How to complete this task: In the entries that follow, find the line containing "Candidate file enumeration."; from there, copy every line exactly through the line containing "use thiserror::Error;".

Available data:
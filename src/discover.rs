//! Candidate file enumeration.
//!
//! [`ExampleSource`] is the seam between the loader and wherever example
//! documents live. [`FsSource`] is the production implementation: it walks the
//! examples root recursively and yields every `.yaml` / `.yml` file.
//!
//! ## Skipped during the walk
//!
//! - Hidden entries (name starts with `.`), except the root itself
//! - Directories whose name is listed in `exclude_dirs`
//! - Anything below the root that cannot be read (logged at `debug`)
//!
//! Symbolic links are followed, so a linked YAML file or directory is listed
//! like a real one. A link loop is reported by the walk and skipped.
//!
//! Only failing to open the root is an error. No ordering is guaranteed.

use std::io;
use std::path::{Path, PathBuf};
use thiserror::Error;
use tracing::debug;
use walkdir::{DirEntry, WalkDir};

const YAML_EXTENSIONS: &[&str] = &["yaml", "yml"];

#[derive(Error, Debug)]
pub enum SourceError {
    #[error("Examples root is not a directory: {0}")]
    MissingRoot(PathBuf),
    #[error("Failed to list examples root {0}: {1}")]
    Walk(PathBuf, #[source] walkdir::Error),
}

/// Where example documents come from.
pub trait ExampleSource: Sync {
    /// List candidate document paths. Failing here aborts the whole load.
    fn list(&self) -> Result<Vec<PathBuf>, SourceError>;

    /// Read one document. Failing here skips only that document.
    fn read(&self, path: &Path) -> io::Result<String>;
}

/// Recursive filesystem walk over an examples root.
#[derive(Debug, Clone)]
pub struct FsSource {
    root: PathBuf,
    exclude_dirs: Vec<String>,
}

impl FsSource {
    pub fn new(root: impl Into<PathBuf>) -> Self {
        Self {
            root: root.into(),
            exclude_dirs: Vec::new(),
        }
    }

    pub fn with_exclusions(root: impl Into<PathBuf>, exclude_dirs: Vec<String>) -> Self {
        Self {
            root: root.into(),
            exclude_dirs,
        }
    }

    pub fn root(&self) -> &Path {
        &self.root
    }

    fn is_skipped(&self, entry: &DirEntry) -> bool {
        if entry.depth() == 0 {
            return false;
        }
        let name = entry.file_name().to_string_lossy();
        if name.starts_with('.') {
            return true;
        }
        entry.file_type().is_dir() && self.exclude_dirs.iter().any(|d| *d == name)
    }
}

impl ExampleSource for FsSource {
    fn list(&self) -> Result<Vec<PathBuf>, SourceError> {
        if !self.root.is_dir() {
            return Err(SourceError::MissingRoot(self.root.clone()));
        }

        let mut files = Vec::new();
        for entry in WalkDir::new(&self.root)
            .follow_links(true)
            .into_iter()
            .filter_entry(|e| !self.is_skipped(e))
        {
            let entry = match entry {
                Ok(entry) => entry,
                Err(err) if err.depth() == 0 => {
                    return Err(SourceError::Walk(self.root.clone(), err));
                }
                Err(err) => {
                    debug!(error = %err, "skipping unreadable entry");
                    continue;
                }
            };
            if entry.file_type().is_file() && is_yaml(entry.path()) {
                files.push(entry.into_path());
            }
        }
        Ok(files)
    }

    fn read(&self, path: &Path) -> io::Result<String> {
        std::fs::read_to_string(path)
    }
}

fn is_yaml(path: &Path) -> bool {
    path.extension()
        .map(|e| e.to_string_lossy().to_lowercase())
        .is_some_and(|ext| YAML_EXTENSIONS.contains(&ext.as_str()))
}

Expected answer:
//! Candidate file enumeration.
//!
//! [`ExampleSource`] is the seam between the loader and wherever example
//! documents live. [`FsSource`] is the production implementation: it walks the
//! examples root recursively and yields every `.yaml` / `.yml` file.
//!
//! ## Skipped during the walk
//!
//! - Hidden entries (name starts with `.`), except the root itself
//! - Directories whose name is listed in `exclude_dirs`
//! - Anything below the root that cannot be read (logged at `debug`)
//!
//! Symbolic links are followed, so a linked YAML file or directory is listed
//! like a real one. A link loop is reported by the walk and skipped.
//!
//! Only failing to open the root is an error. No ordering is guaranteed.

use std::io;
use std::path::{Path, PathBuf};
use thiserror::Error;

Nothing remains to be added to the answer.